• _AVAILABLE DATA_:
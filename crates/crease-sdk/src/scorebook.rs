use chrono::{DateTime, NaiveDate, Utc};
use crease_ledger::{
    CompletionReason, Innings, InningsConfig, ReplayEngine, StreamValidator, ValidationReport,
};
use crease_roster::{InMemoryRoster, RosterError, RosterReader, StatTally, StatsWriter};
use crease_types::{DismissalKind, MatchId, PlayerId, TeamId};
use serde::{Deserialize, Serialize};
use tracing::{debug, info};

use crate::action::{ActionOutcome, ScoringAction};
use crate::config::{MatchConfig, MatchDetails};
use crate::error::{SdkError, SdkResult};
use crate::summary::{result_of, MatchResult, MatchSummary};

#[derive(Clone, Copy, Debug, PartialEq, Eq, Serialize, Deserialize)]
pub enum MatchStatus {
    InProgress,
    Complete,
}

/// A limited-overs match: one innings per side.
#[derive(Clone, Debug, PartialEq, Eq, Serialize, Deserialize)]
pub struct Match {
    pub id: MatchId,
    pub title: String,
    pub venue: Option<String>,
    pub date: Option<NaiveDate>,
    pub format: Option<String>,
    /// Batting first, then chasing.
    pub teams: [TeamId; 2],
    pub config: MatchConfig,
    pub innings: Vec<Innings>,
    pub status: MatchStatus,
    pub created_at: DateTime<Utc>,
}

impl Match {
    pub fn current_innings(&self) -> Option<&Innings> {
        self.innings.last()
    }

    pub fn summary(&self) -> MatchSummary {
        MatchSummary::of(self)
    }

    pub fn result(&self) -> Option<MatchResult> {
        result_of(self)
    }

    fn batting_side(&self, slot: usize) -> &TeamId {
        &self.teams[slot % 2]
    }

    fn fielding_side(&self, slot: usize) -> &TeamId {
        &self.teams[(slot + 1) % 2]
    }
}

/// The roster plus every match scored with it.
///
/// At most one match is active at a time; scoring actions go to the active
/// match's current innings and player stats are written to the roster.
#[derive(Clone, Debug, Default, PartialEq, Eq, Serialize, Deserialize)]
pub struct Scorebook {
    roster: InMemoryRoster,
    matches: Vec<Match>,
    active: Option<MatchId>,
    /// Stats credited by matches that have since been removed.
    #[serde(default)]
    removed_stats: StatTally,
}

impl Scorebook {
    pub fn new() -> Self {
        Self::default()
    }

    // ---- Roster ----

    pub fn roster(&self) -> &InMemoryRoster {
        &self.roster
    }

    pub fn roster_mut(&mut self) -> &mut InMemoryRoster {
        &mut self.roster
    }

    pub fn add_team(&mut self, name: &str) -> SdkResult<TeamId> {
        Ok(self.roster.add_team(name)?)
    }

    pub fn add_player(&mut self, team: &TeamId, name: &str, role: &str) -> SdkResult<PlayerId> {
        Ok(self.roster.add_player(team, name, role)?)
    }

    // ---- Matches ----

    pub fn matches(&self) -> &[Match] {
        &self.matches
    }

    pub fn get_match(&self, id: &MatchId) -> SdkResult<&Match> {
        self.matches
            .iter()
            .find(|m| &m.id == id)
            .ok_or(SdkError::MatchNotFound(*id))
    }

    pub fn active_match_id(&self) -> Option<MatchId> {
        self.active
    }

    pub fn active_match(&self) -> SdkResult<&Match> {
        let id = self.active.ok_or(SdkError::NoActiveMatch)?;
        self.get_match(&id)
    }

    pub fn active_innings(&self) -> SdkResult<&Innings> {
        self.active_match()?
            .current_innings()
            .ok_or_else(|| SdkError::InvalidOperation("match has no innings".into()))
    }

    /// Start a match and make it active. `batting_first` opens with the
    /// first `squad_size` players of its roster as the batting order.
    pub fn create_match(
        &mut self,
        batting_first: &TeamId,
        chasing: &TeamId,
        config: MatchConfig,
    ) -> SdkResult<MatchId> {
        self.create_match_with_details(batting_first, chasing, config, MatchDetails::default())
    }

    pub fn create_match_with_details(
        &mut self,
        batting_first: &TeamId,
        chasing: &TeamId,
        config: MatchConfig,
        details: MatchDetails,
    ) -> SdkResult<MatchId> {
        config.validate()?;
        if batting_first == chasing {
            return Err(SdkError::InvalidOperation(
                "a match needs two different teams".into(),
            ));
        }
        for team in [batting_first, chasing] {
            if self.roster.team(team).is_none() {
                return Err(RosterError::TeamNotFound(team.clone()).into());
            }
        }
        // Checked here and again before every first-innings action, so the
        // switch of innings cannot fail.
        batting_order(&self.roster, chasing, &config)?;
        let first = open_innings(&self.roster, batting_first, &config)?;

        let details = details.normalized();
        let title = details.title.unwrap_or_else(|| {
            format!(
                "{} vs {}",
                self.roster.team_name(batting_first),
                self.roster.team_name(chasing)
            )
        });
        let game = Match {
            id: MatchId::new(),
            title,
            venue: details.venue,
            date: details.date,
            format: details.format,
            teams: [batting_first.clone(), chasing.clone()],
            config,
            innings: vec![first],
            status: MatchStatus::InProgress,
            created_at: Utc::now(),
        };
        let id = game.id;
        info!(
            match_id = %id.short_id(),
            title = %game.title,
            batting = %self.roster.team_name(batting_first),
            chasing = %self.roster.team_name(chasing),
            overs = game.config.overs_per_innings,
            "match created"
        );
        self.matches.push(game);
        self.active = Some(id);
        Ok(id)
    }

    /// Make an existing match the active one again.
    pub fn resume_match(&mut self, id: &MatchId) -> SdkResult<()> {
        self.get_match(id)?;
        self.active = Some(*id);
        Ok(())
    }

    /// Apply one scoring action to the active match.
    ///
    /// A completed first innings opens the chase; a completed chase
    /// completes the match. Undo at the very start of the chase removes the
    /// empty second innings and undoes the first innings' last delivery.
    pub fn apply(&mut self, action: ScoringAction) -> SdkResult<ActionOutcome> {
        let index = self.active_index()?;
        debug!(action = action.label(), "applying scoring action");
        let Self {
            roster, matches, ..
        } = self;
        let game = &mut matches[index];

        if action == ScoringAction::Undo {
            reopen_first_innings(game);
        } else if game.innings.len() == 1 {
            // The chase has to be able to open before anything is recorded.
            batting_order(roster, &game.teams[1], &game.config)?;
        }
        let slot = game
            .innings
            .len()
            .checked_sub(1)
            .ok_or_else(|| SdkError::InvalidOperation("match has no innings".into()))?;
        let batting = game.batting_side(slot).clone();
        let fielding = game.fielding_side(slot).clone();
        let innings = &mut game.innings[slot];

        let outcome = match action {
            ScoringAction::Run { runs } => {
                ActionOutcome::Delivered(innings.apply_run(runs, roster)?.clone())
            }
            ScoringAction::Extra { kind, runs } => {
                ActionOutcome::Delivered(innings.apply_extra(kind, runs)?.clone())
            }
            ScoringAction::Wicket {
                dismissed,
                how,
                incoming,
            } => {
                let how: DismissalKind = how.parse()?;
                if let Some(id) = &incoming {
                    ensure_member(roster, id, &batting)?;
                }
                ActionOutcome::Delivered(
                    innings
                        .apply_wicket(dismissed, how, incoming, roster)?
                        .clone(),
                )
            }
            ScoringAction::Bowler { player } => {
                ensure_member(roster, &player, &fielding)?;
                innings.set_bowler(player)?;
                ActionOutcome::LineupChanged
            }
            ScoringAction::Striker { player } => {
                if let Some(id) = &player {
                    ensure_member(roster, id, &batting)?;
                }
                innings.set_striker(player)?;
                ActionOutcome::LineupChanged
            }
            ScoringAction::NonStriker { player } => {
                if let Some(id) = &player {
                    ensure_member(roster, id, &batting)?;
                }
                innings.set_non_striker(player)?;
                ActionOutcome::LineupChanged
            }
            ScoringAction::EndInnings => {
                innings.end_innings()?;
                ActionOutcome::InningsEnded
            }
            ScoringAction::Undo => {
                let event = innings.undo_last(roster)?;
                if game.status == MatchStatus::Complete {
                    game.status = MatchStatus::InProgress;
                    info!(match_id = %game.id.short_id(), "match reopened by undo");
                }
                ActionOutcome::Undone(event)
            }
        };

        advance(game, roster)?;
        Ok(outcome)
    }

    /// Mark the active match complete and clear the active slot.
    pub fn finish_match(&mut self) -> SdkResult<MatchId> {
        let index = self.active_index()?;
        let game = &mut self.matches[index];
        game.status = MatchStatus::Complete;
        self.active = None;
        info!(match_id = %game.id.short_id(), result = ?game.result(), "match finished");
        Ok(game.id)
    }

    /// Drop a completed match from the book. Player stats it credited stay
    /// on the roster.
    pub fn remove_match(&mut self, id: &MatchId) -> SdkResult<Match> {
        let index = self
            .matches
            .iter()
            .position(|m| &m.id == id)
            .ok_or(SdkError::MatchNotFound(*id))?;
        if self.matches[index].status != MatchStatus::Complete {
            return Err(SdkError::InvalidOperation(
                "only a completed match can be removed".into(),
            ));
        }
        let mut credited = StatTally::new();
        for innings in &self.matches[index].innings {
            for (player, line) in ReplayEngine::tally(innings)?.iter() {
                credited.credit(player, line);
            }
        }

        let game = self.matches.remove(index);
        for (player, line) in credited.iter() {
            self.removed_stats.credit(player, line);
        }
        if self.active == Some(*id) {
            self.active = None;
        }
        info!(match_id = %id.short_id(), title = %game.title, "match removed");
        Ok(game)
    }

    pub fn summary(&self, id: &MatchId) -> SdkResult<MatchSummary> {
        Ok(self.get_match(id)?.summary())
    }

    /// Validate every innings of a match.
    pub fn validate_match(&self, id: &MatchId) -> SdkResult<Vec<ValidationReport>> {
        let game = self.get_match(id)?;
        let reports = game
            .innings
            .iter()
            .map(StreamValidator::validate)
            .collect::<Result<Vec<_>, _>>()?;
        Ok(reports)
    }

    /// Players whose roster stats differ from what the match logs credit
    /// them with.
    pub fn stat_drift(&self) -> SdkResult<Vec<PlayerId>> {
        let mut expected = self.removed_stats.clone();
        for game in &self.matches {
            for innings in &game.innings {
                for (player, line) in ReplayEngine::tally(innings)?.iter() {
                    expected.credit(player, line);
                }
            }
        }

        let mut drifted: Vec<PlayerId> = self
            .roster
            .players()
            .iter()
            .filter(|p| p.stats != expected.get(&p.id))
            .map(|p| p.id.clone())
            .collect();
        // Credits to players the roster no longer knows count as drift too.
        for (player, _) in expected.iter() {
            if self.roster.player(player).is_none() {
                drifted.push(player.clone());
            }
        }
        Ok(drifted)
    }

    fn active_index(&self) -> SdkResult<usize> {
        let id = self.active.ok_or(SdkError::NoActiveMatch)?;
        self.matches
            .iter()
            .position(|m| m.id == id)
            .ok_or(SdkError::MatchNotFound(id))
    }
}

fn batting_order(
    roster: &InMemoryRoster,
    team: &TeamId,
    config: &MatchConfig,
) -> SdkResult<Vec<PlayerId>> {
    let order = roster.batting_order(team, config.squad_size);
    if order.len() < 2 {
        return Err(SdkError::InvalidOperation(format!(
            "{} needs at least two players",
            roster.team_name(team)
        )));
    }
    Ok(order)
}

fn open_innings(
    roster: &InMemoryRoster,
    team: &TeamId,
    config: &MatchConfig,
) -> SdkResult<Innings> {
    let order = batting_order(roster, team, config)?;
    // The last batter cannot bat alone.
    let cap = config.max_wickets.min(order.len() as u32 - 1);
    let limits = InningsConfig::new(config.overs_per_innings).with_max_wickets(cap);
    Ok(Innings::with_config(team.clone(), order, limits)?)
}

fn ensure_member(roster: &InMemoryRoster, player: &PlayerId, team: &TeamId) -> SdkResult<()> {
    let record = roster
        .player(player)
        .ok_or_else(|| RosterError::PlayerNotFound(player.clone()))?;
    if &record.team != team {
        return Err(SdkError::InvalidOperation(format!(
            "{} does not play for {}",
            record.name,
            roster.team_name(team)
        )));
    }
    Ok(())
}

/// Drop an untouched second innings so undo reaches the first.
fn reopen_first_innings(game: &mut Match) {
    if let [first, second] = game.innings.as_slice() {
        if second.events().is_empty() && !first.events().is_empty() {
            game.innings.pop();
            info!(match_id = %game.id.short_id(), "second innings withdrawn by undo");
        }
    }
}

/// Move the match on after an innings completes.
fn advance(game: &mut Match, roster: &InMemoryRoster) -> SdkResult<()> {
    if let [first, second] = game.innings.as_mut_slice() {
        if !second.is_complete() && second.runs() > first.runs() {
            second.close(CompletionReason::TargetReached)?;
        }
    }

    let Some(current) = game.innings.last() else {
        return Ok(());
    };
    if !current.is_complete() || game.status == MatchStatus::Complete {
        return Ok(());
    }

    if game.innings.len() == 1 {
        let target = current.runs() + 1;
        let chasing = game.teams[1].clone();
        let next = open_innings(roster, &chasing, &game.config)?;
        game.innings.push(next);
        info!(
            match_id = %game.id.short_id(),
            chasing = %roster.team_name(&chasing),
            target,
            "second innings started"
        );
    } else {
        game.status = MatchStatus::Complete;
        info!(match_id = %game.id.short_id(), result = ?result_of(game), "match complete");
    }
    Ok(())
}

• _WORK TASK_: When you retype the data above, start at its first line, stop after the line containing "self.innings.last()", and leave out everything else.

• _EXERCISE ANSWER_:
filename crates/crease-sdk/src/scorebook.rs
use chrono::{DateTime, NaiveDate, Utc};
use crease_ledger::{
    CompletionReason, Innings, InningsConfig, ReplayEngine, StreamValidator, ValidationReport,
};
use crease_roster::{InMemoryRoster, RosterError, RosterReader, StatTally, StatsWriter};
use crease_types::{DismissalKind, MatchId, PlayerId, TeamId};
use serde::{Deserialize, Serialize};
use tracing::{debug, info};

use crate::action::{ActionOutcome, ScoringAction};
use crate::config::{MatchConfig, MatchDetails};
use crate::error::{SdkError, SdkResult};
use crate::summary::{result_of, MatchResult, MatchSummary};

#[derive(Clone, Copy, Debug, PartialEq, Eq, Serialize, Deserialize)]
pub enum MatchStatus {
    InProgress,
    Complete,
}

/// A limited-overs match: one innings per side.
#[derive(Clone, Debug, PartialEq, Eq, Serialize, Deserialize)]
pub struct Match {
    pub id: MatchId,
    pub title: String,
    pub venue: Option<String>,
    pub date: Option<NaiveDate>,
    pub format: Option<String>,
    /// Batting first, then chasing.
    pub teams: [TeamId; 2],
    pub config: MatchConfig,
    pub innings: Vec<Innings>,
    pub status: MatchStatus,
    pub created_at: DateTime<Utc>,
}

impl Match {
    pub fn current_innings(&self) -> Option<&Innings> {
        self.innings.last()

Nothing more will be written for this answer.